The Dutch pension system consists of three pillars: state pensions (called AOW), collective pensions, and individual pensions. The state pension provides benefits of up to 70% of the net minimum wage. It is paid from a certain predefined age onward. Even though there is a possibility for early or late retirement using benefits from the collective pension funds or individual pension funds, the state pension has a fixed age for benefit collection which depends on birth cohort only. In theory, individuals are not obliged to retire at the state pension age but many workers do so, whether they like it or not. Many collective labour agreements state that workers lose their job on the day they reach the state pension age.

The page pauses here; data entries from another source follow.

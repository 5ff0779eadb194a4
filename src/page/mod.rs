//! Page layer: b-tree page headers, cell framing, and page decoding.
//!
//! This module reads the fixed on-disk page structure. It never writes and
//! never fails: damaged pages decode to a best-effort `Page` whose
//! `anomalies` say what was wrong and where.

mod cell;
mod decoder;
mod header;

pub use cell::{local_payload, CellLayout};
pub use decoder::{Page, PageDecoder};
pub use header::{PageHeader, INTERIOR_HEADER_SIZE, LEAF_HEADER_SIZE};

use serde::Serialize;
use std::fmt;

/// A byte range within a page
#[derive(Debug, Clone, Copy, PartialEq, Eq, Default, Serialize)]
pub struct Region {
    /// Offset from the start of the page
    pub offset: usize,
    /// Length in bytes
    pub len: usize,
}

impl Region {
    /// Create a new region
    pub const fn new(offset: usize, len: usize) -> Self {
        Self { offset, len }
    }

    /// One past the last byte of the region
    pub const fn end(&self) -> usize {
        self.offset + self.len
    }
}

/// Structural problem found while decoding a page
#[derive(Debug, Clone, Copy, PartialEq, Eq, Serialize)]
#[serde(rename_all = "camelCase")]
pub enum PageAnomaly {
    /// Type byte is not one of the four b-tree page codes
    CorruptType(u8),
    /// Declared cell count does not fit in the page after the header
    CellIndexOverflow { declared: usize, fits: usize },
    /// Cell pointer points into the header/pointer array or past the page
    CellPointerOutOfBounds { index: usize, offset: usize },
    /// Cell runs past the end of the page
    CellExceedsPage { index: usize },
    /// Freeblock outside the cell content area
    FreeBlockOutOfBounds { offset: usize },
    /// Freeblock chain does not move strictly forward
    FreeBlockLoop { offset: usize },
}

impl fmt::Display for PageAnomaly {
    fn fmt(&self, f: &mut fmt::Formatter<'_>) -> fmt::Result {
        match self {
            Self::CorruptType(b) => write!(f, "unknown page type byte 0x{:02x}", b),
            Self::CellIndexOverflow { declared, fits } => {
                write!(f, "{} cells declared, only {} fit", declared, fits)
            }
            Self::CellPointerOutOfBounds { index, offset } => {
                write!(f, "cell {} points outside the content area ({})", index, offset)
            }
            Self::CellExceedsPage { index } => write!(f, "cell {} runs past the page end", index),
            Self::FreeBlockOutOfBounds { offset } => {
                write!(f, "freeblock at {} is outside the content area", offset)
            }
            Self::FreeBlockLoop { offset } => write!(f, "freeblock chain loops at {}", offset),
        }
    }
}
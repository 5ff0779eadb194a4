//! B-tree traversal and the page-usage model.
//!
//! `BTreeWalker` classifies every page reachable from a root; the resulting
//! `PageUsage` records roles, parent links, and overflow chains.

mod usage;
mod walker;

pub use usage::{OverflowLink, PageUsage, PageUsageEntry};
pub use walker::BTreeWalker;
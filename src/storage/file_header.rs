//! Database file header.
//!
//! The first 100 bytes of page 1 hold file-wide metadata. The b-tree header
//! of page 1 follows immediately after.

use crate::types::{decode_be_uint, is_legal_page_size, DEFAULT_PAGE_SIZE};

/// Magic bytes identifying the file format
pub const MAGIC: &[u8; 16] = b"SQLite format 3\0";

/// Size of the database header at the start of page 1
pub const DB_HEADER_SIZE: usize = 100;

/// Database file header
///
/// Layout (all integers big-endian):
/// ```text
/// Offset  Size  Description
/// 0       16    Magic string "SQLite format 3\0"
/// 16      2     Page size (0 is read as 1024, 1 as 65536)
/// 18      1     File format write version
/// 19      1     File format read version
/// 20      1     Reserved bytes at the end of each page
/// 24      4     File change counter
/// 28      4     Database size in pages
/// 32      4     First freelist trunk page
/// 36      4     Number of freelist pages
/// 40      4     Schema cookie
/// 44      4     Schema format number
/// 48      4     Default page cache size
/// 52      4     Largest root b-tree page (auto-vacuum)
/// 56      4     Text encoding (1 UTF-8, 2 UTF-16le, 3 UTF-16be)
/// 60      4     User version
/// 64      4     Incremental vacuum flag
/// 68      4     Application id
/// 92      4     Version-valid-for number
/// 96      4     Library version number that last wrote the file
/// ```
#[derive(Debug, Clone, PartialEq, Eq)]
pub struct DatabaseHeader {
    /// Whether the first 16 bytes carry the expected magic string
    pub magic_ok: bool,
    /// Page size in bytes, after the 0/1 reinterpretation. An illegal value
    /// is replaced by `DEFAULT_PAGE_SIZE` and flagged in `page_size_ok`.
    pub page_size: u32,
    /// Whether the stored page size field was legal
    pub page_size_ok: bool,
    pub write_version: u8,
    pub read_version: u8,
    pub reserved_space: u8,
    pub change_counter: u32,
    /// Page count as recorded in the header (may disagree with the file size)
    pub page_count: u32,
    pub first_freelist_trunk: u32,
    pub freelist_count: u32,
    pub schema_cookie: u32,
    pub schema_format: u32,
    pub default_cache_size: u32,
    pub largest_root_page: u32,
    pub text_encoding: u32,
    pub user_version: u32,
    pub incremental_vacuum: u32,
    pub application_id: u32,
    pub version_valid_for: u32,
    pub library_version: u32,
}

impl DatabaseHeader {
    /// Read a header from the first bytes of the file.
    ///
    /// Missing bytes read as zero; nothing here fails.
    pub fn read(bytes: &[u8]) -> Self {
        let u32_at = |offset| decode_be_uint(bytes, offset, 4);
        let byte_at = |offset: usize| bytes.get(offset).copied().unwrap_or(0);
        let page_size = page_size_from_raw(decode_be_uint(bytes, 16, 2));

        Self {
            magic_ok: bytes.len() >= MAGIC.len() && &bytes[..MAGIC.len()] == MAGIC,
            page_size: page_size.unwrap_or(DEFAULT_PAGE_SIZE),
            page_size_ok: page_size.is_some(),
            write_version: byte_at(18),
            read_version: byte_at(19),
            reserved_space: byte_at(20),
            change_counter: u32_at(24),
            page_count: u32_at(28),
            first_freelist_trunk: u32_at(32),
            freelist_count: u32_at(36),
            schema_cookie: u32_at(40),
            schema_format: u32_at(44),
            default_cache_size: u32_at(48),
            largest_root_page: u32_at(52),
            text_encoding: u32_at(56),
            user_version: u32_at(60),
            incremental_vacuum: u32_at(64),
            application_id: u32_at(68),
            version_valid_for: u32_at(92),
            library_version: u32_at(96),
        }
    }

    /// Name of the declared text encoding
    pub fn text_encoding_name(&self) -> &'static str {
        match self.text_encoding {
            1 => "UTF-8",
            2 => "UTF-16le",
            3 => "UTF-16be",
            _ => "unknown",
        }
    }

    /// Name/value listing of every header field
    pub fn fields(&self) -> Vec<(String, String)> {
        let mut fields = vec![
            ("magic".to_string(), if self.magic_ok { "ok" } else { "mismatch" }.to_string()),
            ("page_size".to_string(), self.page_size.to_string()),
            ("page_size_ok".to_string(), self.page_size_ok.to_string()),
            ("write_version".to_string(), self.write_version.to_string()),
            ("read_version".to_string(), self.read_version.to_string()),
            ("reserved_space".to_string(), self.reserved_space.to_string()),
            ("change_counter".to_string(), self.change_counter.to_string()),
            ("header_page_count".to_string(), self.page_count.to_string()),
            ("first_freelist_trunk".to_string(), self.first_freelist_trunk.to_string()),
            ("freelist_count".to_string(), self.freelist_count.to_string()),
            ("schema_cookie".to_string(), self.schema_cookie.to_string()),
            ("schema_format".to_string(), self.schema_format.to_string()),
            ("default_cache_size".to_string(), self.default_cache_size.to_string()),
            ("largest_root_page".to_string(), self.largest_root_page.to_string()),
        ];
        fields.push((
            "text_encoding".to_string(),
            format!("{} ({})", self.text_encoding, self.text_encoding_name()),
        ));
        fields.push(("user_version".to_string(), self.user_version.to_string()));
        fields.push(("incremental_vacuum".to_string(), self.incremental_vacuum.to_string()));
        fields.push(("application_id".to_string(), self.application_id.to_string()));
        fields.push(("version_valid_for".to_string(), self.version_valid_for.to_string()));
        fields.push(("library_version".to_string(), self.library_version.to_string()));
        fields
    }
}

/// Interpret the raw 16-bit page size field.
///
/// 0 reads as 1024 and 1 as 65536; anything else must already be a legal
/// page size, otherwise `None`.
pub fn page_size_from_raw(raw: u32) -> Option<u32> {
    let size = match raw {
        0 => 1024,
        1 => 65536,
        n => n,
    };
    is_legal_page_size(size).then_some(size)
}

To improve the sustainability of the state pension system, the government decided to gradually increase the state pension age. For all individuals born before 1948, the state pension age was 65. For those born in 1948, the state pension age was increased with one month. For later birth cohorts there was a further increase. My birth cohort was supposed to receive AOW from age 67 which also implied retirement from the 67th birthday onward. However, in 2019, Dutch unions negotiated a reduction of my mandatory retirement age from 67 years to 66 years and 4 months.

‘The unions negotiated on my behalf but I was never consulted about whether I wanted to retire 8 months earlier’

'Will retiring boost or deteriorate my health?'

The unions negotiated on my behalf, but I was never consulted about whether I wanted to retire 8 months earlier. I did not want to and now I am worried about my health. Will retiring earlier boost or deteriorate my health? Research findings are not always helpful here. Empirical studies are not conclusive about whether retiring earlier reduces or increases mortality. Some studies find an increase in mortality if retirement is postponed, other studies find a decrease, and other studies find no effect. 

To get an idea about possible health effects of retirement, I decided to do some research myself. I used information from the Longitudinal Internet Studies for the Social Sciences panel which is representative for the Dutch population and collected and administered by CentERdata (Tilburg University). I used data collected from 2007 to 2017 with information about retirement status, self-assessed health, and mental health. To establish the causal effect of retirement, I compared the mental health of people slightly younger than the state pension (AOW) retirement age with the mental health of people slightly older than the state pension retirement age. Because of the existing rules, the slightly older people are more likely to be retired than the slightly younger people but otherwise they are very much the same. 

The effects of retirement

My main findings are the following: the retirement of a man has quite a few significant health effects on him and his partner. Self-perceived health improves significantly for both the retiree and his partner. Furthermore, mental health and self-assessed health of him and his partner improve. Contrary to the health effects of a man retiring, the retirement of a woman has hardly any effect on the mental health or self-assessed health of herself or her partner. The findings on single men and women are very different. Their health suffers from retirement. From an additional analysis I conclude that retirement increases loneliness among single women and especially among single men. 

Because of the heterogeneity in the retirement effects according to gender and marital status, it is difficult to draw uniform policy conclusions. Allowing for more flexibility in retiring would have welfare improving effects. Quite a few people who can afford doing so retire earlier than the state pension age. However, for others the state pension age is the age at which they are forced to retire whether they like it or not. Removing barriers to continue working after the state pension age are welfare-improving. As to me being a partnered man, my research indicates that the health of both me and my wife will benefit from my retirement. Nevertheless, I worry that I may be an outlier for whom things are very different.